*** ENTRIES SHOWN ***

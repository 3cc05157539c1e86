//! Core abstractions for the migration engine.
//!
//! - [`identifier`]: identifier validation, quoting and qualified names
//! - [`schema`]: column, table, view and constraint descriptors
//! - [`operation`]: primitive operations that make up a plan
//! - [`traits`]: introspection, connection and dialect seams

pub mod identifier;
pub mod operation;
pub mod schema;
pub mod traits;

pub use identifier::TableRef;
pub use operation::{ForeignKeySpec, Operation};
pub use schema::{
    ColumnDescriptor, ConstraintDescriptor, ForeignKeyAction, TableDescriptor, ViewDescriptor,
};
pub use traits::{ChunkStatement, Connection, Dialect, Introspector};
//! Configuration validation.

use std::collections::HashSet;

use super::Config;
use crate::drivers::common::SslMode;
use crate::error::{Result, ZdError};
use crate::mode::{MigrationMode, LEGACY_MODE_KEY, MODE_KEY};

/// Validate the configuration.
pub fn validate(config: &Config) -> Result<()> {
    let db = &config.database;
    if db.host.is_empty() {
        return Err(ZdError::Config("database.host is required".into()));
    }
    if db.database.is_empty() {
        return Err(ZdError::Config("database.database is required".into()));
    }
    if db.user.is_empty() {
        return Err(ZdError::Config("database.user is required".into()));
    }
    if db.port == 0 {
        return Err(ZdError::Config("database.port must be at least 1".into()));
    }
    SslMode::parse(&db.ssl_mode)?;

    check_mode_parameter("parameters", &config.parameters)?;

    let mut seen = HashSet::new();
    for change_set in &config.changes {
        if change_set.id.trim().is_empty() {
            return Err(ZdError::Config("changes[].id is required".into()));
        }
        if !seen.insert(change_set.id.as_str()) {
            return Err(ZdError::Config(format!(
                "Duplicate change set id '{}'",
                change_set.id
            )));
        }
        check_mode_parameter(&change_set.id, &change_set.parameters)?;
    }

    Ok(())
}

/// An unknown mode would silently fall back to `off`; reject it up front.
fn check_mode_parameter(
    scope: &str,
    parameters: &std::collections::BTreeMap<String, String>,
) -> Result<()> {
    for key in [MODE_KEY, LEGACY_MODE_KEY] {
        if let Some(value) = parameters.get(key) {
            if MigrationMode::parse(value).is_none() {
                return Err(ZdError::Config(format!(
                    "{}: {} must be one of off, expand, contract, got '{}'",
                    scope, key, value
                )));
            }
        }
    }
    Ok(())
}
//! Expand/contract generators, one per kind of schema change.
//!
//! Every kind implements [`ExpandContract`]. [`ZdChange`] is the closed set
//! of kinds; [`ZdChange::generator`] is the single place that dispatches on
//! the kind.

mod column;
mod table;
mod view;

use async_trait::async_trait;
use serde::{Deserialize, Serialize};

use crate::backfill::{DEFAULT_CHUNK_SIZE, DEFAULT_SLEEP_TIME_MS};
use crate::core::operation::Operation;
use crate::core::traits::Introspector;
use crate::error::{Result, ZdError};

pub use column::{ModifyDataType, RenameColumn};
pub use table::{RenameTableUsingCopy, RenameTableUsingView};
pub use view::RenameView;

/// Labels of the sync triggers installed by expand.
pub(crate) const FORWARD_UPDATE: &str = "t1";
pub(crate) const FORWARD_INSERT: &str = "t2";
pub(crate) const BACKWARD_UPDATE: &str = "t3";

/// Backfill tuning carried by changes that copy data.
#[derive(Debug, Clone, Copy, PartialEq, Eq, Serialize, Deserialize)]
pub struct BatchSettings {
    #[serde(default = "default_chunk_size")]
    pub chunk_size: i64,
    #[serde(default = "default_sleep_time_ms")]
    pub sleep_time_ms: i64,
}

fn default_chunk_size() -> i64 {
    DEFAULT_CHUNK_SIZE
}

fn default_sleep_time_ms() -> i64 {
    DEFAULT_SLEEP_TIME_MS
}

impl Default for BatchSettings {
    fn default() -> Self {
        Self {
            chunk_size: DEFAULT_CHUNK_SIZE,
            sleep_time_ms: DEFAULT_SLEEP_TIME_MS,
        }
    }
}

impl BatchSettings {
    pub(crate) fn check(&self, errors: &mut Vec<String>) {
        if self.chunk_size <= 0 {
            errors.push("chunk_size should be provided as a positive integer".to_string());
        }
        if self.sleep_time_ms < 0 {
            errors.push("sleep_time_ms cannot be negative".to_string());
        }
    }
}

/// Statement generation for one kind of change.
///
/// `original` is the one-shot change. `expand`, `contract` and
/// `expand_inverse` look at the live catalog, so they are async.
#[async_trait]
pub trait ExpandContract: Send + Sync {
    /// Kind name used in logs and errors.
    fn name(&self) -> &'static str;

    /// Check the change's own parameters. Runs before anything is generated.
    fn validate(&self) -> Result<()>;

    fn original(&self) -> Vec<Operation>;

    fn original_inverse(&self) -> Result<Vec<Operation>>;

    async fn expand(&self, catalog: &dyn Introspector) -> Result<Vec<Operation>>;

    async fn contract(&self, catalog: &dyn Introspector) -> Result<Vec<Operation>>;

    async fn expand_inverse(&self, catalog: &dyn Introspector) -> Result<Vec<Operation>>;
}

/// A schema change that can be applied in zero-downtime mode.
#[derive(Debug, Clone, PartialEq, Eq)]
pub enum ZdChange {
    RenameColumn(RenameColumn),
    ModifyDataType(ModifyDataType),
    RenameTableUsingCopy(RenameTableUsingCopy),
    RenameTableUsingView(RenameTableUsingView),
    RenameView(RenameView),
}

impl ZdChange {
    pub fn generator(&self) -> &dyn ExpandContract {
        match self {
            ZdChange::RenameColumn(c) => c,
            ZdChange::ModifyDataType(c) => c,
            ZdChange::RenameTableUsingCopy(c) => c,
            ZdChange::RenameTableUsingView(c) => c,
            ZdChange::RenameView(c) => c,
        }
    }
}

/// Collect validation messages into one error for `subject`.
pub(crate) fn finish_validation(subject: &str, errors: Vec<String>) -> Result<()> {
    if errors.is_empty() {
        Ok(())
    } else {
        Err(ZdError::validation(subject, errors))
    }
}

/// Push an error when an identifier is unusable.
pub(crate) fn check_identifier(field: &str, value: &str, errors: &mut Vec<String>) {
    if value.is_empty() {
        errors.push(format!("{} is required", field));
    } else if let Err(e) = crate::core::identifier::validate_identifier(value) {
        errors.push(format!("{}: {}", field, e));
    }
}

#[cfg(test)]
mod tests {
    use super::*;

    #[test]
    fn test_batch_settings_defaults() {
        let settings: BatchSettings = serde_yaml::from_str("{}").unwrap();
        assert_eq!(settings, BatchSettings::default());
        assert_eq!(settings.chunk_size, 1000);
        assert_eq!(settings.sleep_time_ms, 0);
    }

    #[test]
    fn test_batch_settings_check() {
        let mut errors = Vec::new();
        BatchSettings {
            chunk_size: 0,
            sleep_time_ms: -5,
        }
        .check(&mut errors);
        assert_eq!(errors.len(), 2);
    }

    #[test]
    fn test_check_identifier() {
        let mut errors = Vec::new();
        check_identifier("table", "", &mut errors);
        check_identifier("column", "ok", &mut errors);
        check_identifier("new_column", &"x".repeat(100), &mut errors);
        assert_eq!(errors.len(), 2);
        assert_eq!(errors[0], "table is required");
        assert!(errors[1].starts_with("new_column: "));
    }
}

***

* PROBLEM REQUIREMENTS *
Whatever lines appear above, reproduce every one of them exactly.

* EXERCISE RESULT *
repository 3cc05157539c1e86
//! Core abstractions for the migration engine.
//!
//! - [`identifier`]: identifier validation, quoting and qualified names
//! - [`schema`]: column, table, view and constraint descriptors
//! - [`operation`]: primitive operations that make up a plan
//! - [`traits`]: introspection, connection and dialect seams

pub mod identifier;
pub mod operation;
pub mod schema;
pub mod traits;

pub use identifier::TableRef;
pub use operation::{ForeignKeySpec, Operation};
pub use schema::{
    ColumnDescriptor, ConstraintDescriptor, ForeignKeyAction, TableDescriptor, ViewDescriptor,
};
pub use traits::{ChunkStatement, Connection, Dialect, Introspector};
//! Configuration validation.

use std::collections::HashSet;

use super::Config;
use crate::drivers::common::SslMode;
use crate::error::{Result, ZdError};
use crate::mode::{MigrationMode, LEGACY_MODE_KEY, MODE_KEY};

/// Validate the configuration.
pub fn validate(config: &Config) -> Result<()> {
    let db = &config.database;
    if db.host.is_empty() {
        return Err(ZdError::Config("database.host is required".into()));
    }
    if db.database.is_empty() {
        return Err(ZdError::Config("database.database is required".into()));
    }
    if db.user.is_empty() {
        return Err(ZdError::Config("database.user is required".into()));
    }
    if db.port == 0 {
        return Err(ZdError::Config("database.port must be at least 1".into()));
    }
    SslMode::parse(&db.ssl_mode)?;

    check_mode_parameter("parameters", &config.parameters)?;

    let mut seen = HashSet::new();
    for change_set in &config.changes {
        if change_set.id.trim().is_empty() {
            return Err(ZdError::Config("changes[].id is required".into()));
        }
        if !seen.insert(change_set.id.as_str()) {
            return Err(ZdError::Config(format!(
                "Duplicate change set id '{}'",
                change_set.id
            )));
        }
        check_mode_parameter(&change_set.id, &change_set.parameters)?;
    }

    Ok(())
}

/// An unknown mode would silently fall back to `off`; reject it up front.
fn check_mode_parameter(
    scope: &str,
    parameters: &std::collections::BTreeMap<String, String>,
) -> Result<()> {
    for key in [MODE_KEY, LEGACY_MODE_KEY] {
        if let Some(value) = parameters.get(key) {
            if MigrationMode::parse(value).is_none() {
                return Err(ZdError::Config(format!(
                    "{}: {} must be one of off, expand, contract, got '{}'",
                    scope, key, value
                )));
            }
        }
    }
    Ok(())
}
//! Expand/contract generators, one per kind of schema change.
//!
//! Every kind implements [`ExpandContract`]. [`ZdChange`] is the closed set
//! of kinds; [`ZdChange::generator`] is the single place that dispatches on
//! the kind.

mod column;
mod table;
mod view;

use async_trait::async_trait;
use serde::{Deserialize, Serialize};

use crate::backfill::{DEFAULT_CHUNK_SIZE, DEFAULT_SLEEP_TIME_MS};
use crate::core::operation::Operation;
use crate::core::traits::Introspector;
use crate::error::{Result, ZdError};

pub use column::{ModifyDataType, RenameColumn};
pub use table::{RenameTableUsingCopy, RenameTableUsingView};
pub use view::RenameView;

/// Labels of the sync triggers installed by expand.
pub(crate) const FORWARD_UPDATE: &str = "t1";
pub(crate) const FORWARD_INSERT: &str = "t2";
pub(crate) const BACKWARD_UPDATE: &str = "t3";

/// Backfill tuning carried by changes that copy data.
#[derive(Debug, Clone, Copy, PartialEq, Eq, Serialize, Deserialize)]
pub struct BatchSettings {
    #[serde(default = "default_chunk_size")]
    pub chunk_size: i64,
    #[serde(default = "default_sleep_time_ms")]
    pub sleep_time_ms: i64,
}

fn default_chunk_size() -> i64 {
    DEFAULT_CHUNK_SIZE
}

fn default_sleep_time_ms() -> i64 {
    DEFAULT_SLEEP_TIME_MS
}

impl Default for BatchSettings {
    fn default() -> Self {
        Self {
            chunk_size: DEFAULT_CHUNK_SIZE,
            sleep_time_ms: DEFAULT_SLEEP_TIME_MS,
        }
    }
}

impl BatchSettings {
    pub(crate) fn check(&self, errors: &mut Vec<String>) {
        if self.chunk_size <= 0 {
            errors.push("chunk_size should be provided as a positive integer".to_string());
        }
        if self.sleep_time_ms < 0 {
            errors.push("sleep_time_ms cannot be negative".to_string());
        }
    }
}

/// Statement generation for one kind of change.
///
/// `original` is the one-shot change. `expand`, `contract` and
/// `expand_inverse` look at the live catalog, so they are async.
#[async_trait]
pub trait ExpandContract: Send + Sync {
    /// Kind name used in logs and errors.
    fn name(&self) -> &'static str;

    /// Check the change's own parameters. Runs before anything is generated.
    fn validate(&self) -> Result<()>;

    fn original(&self) -> Vec<Operation>;

    fn original_inverse(&self) -> Result<Vec<Operation>>;

    async fn expand(&self, catalog: &dyn Introspector) -> Result<Vec<Operation>>;

    async fn contract(&self, catalog: &dyn Introspector) -> Result<Vec<Operation>>;

    async fn expand_inverse(&self, catalog: &dyn Introspector) -> Result<Vec<Operation>>;
}

/// A schema change that can be applied in zero-downtime mode.
#[derive(Debug, Clone, PartialEq, Eq)]
pub enum ZdChange {
    RenameColumn(RenameColumn),
    ModifyDataType(ModifyDataType),
    RenameTableUsingCopy(RenameTableUsingCopy),
    RenameTableUsingView(RenameTableUsingView),
    RenameView(RenameView),
}

impl ZdChange {
    pub fn generator(&self) -> &dyn ExpandContract {
        match self {
            ZdChange::RenameColumn(c) => c,
            ZdChange::ModifyDataType(c) => c,
            ZdChange::RenameTableUsingCopy(c) => c,
            ZdChange::RenameTableUsingView(c) => c,
            ZdChange::RenameView(c) => c,
        }
    }
}

/// Collect validation messages into one error for `subject`.
pub(crate) fn finish_validation(subject: &str, errors: Vec<String>) -> Result<()> {
    if errors.is_empty() {
        Ok(())
    } else {
        Err(ZdError::validation(subject, errors))
    }
}

/// Push an error when an identifier is unusable.
pub(crate) fn check_identifier(field: &str, value: &str, errors: &mut Vec<String>) {
    if value.is_empty() {
        errors.push(format!("{} is required", field));
    } else if let Err(e) = crate::core::identifier::validate_identifier(value) {
        errors.push(format!("{}: {}", field, e));
    }
}

#[cfg(test)]
mod tests {
    use super::*;

    #[test]
    fn test_batch_settings_defaults() {
        let settings: BatchSettings = serde_yaml::from_str("{}").unwrap();
        assert_eq!(settings, BatchSettings::default());
        assert_eq!(settings.chunk_size, 1000);
        assert_eq!(settings.sleep_time_ms, 0);
    }

    #[test]
    fn test_batch_settings_check() {
        let mut errors = Vec::new();
        BatchSettings {
            chunk_size: 0,
            sleep_time_ms: -5,
        }
        .check(&mut errors);
        assert_eq!(errors.len(), 2);
    }

    #[test]
    fn test_check_identifier() {
        let mut errors = Vec::new();
        check_identifier("table", "", &mut errors);
        check_identifier("column", "ok", &mut errors);
        check_identifier("new_column", &"x".repeat(100), &mut errors);
        assert_eq!(errors.len(), 2);
        assert_eq!(errors[0], "table is required");
        assert!(errors[1].starts_with("new_column: "));
    }
}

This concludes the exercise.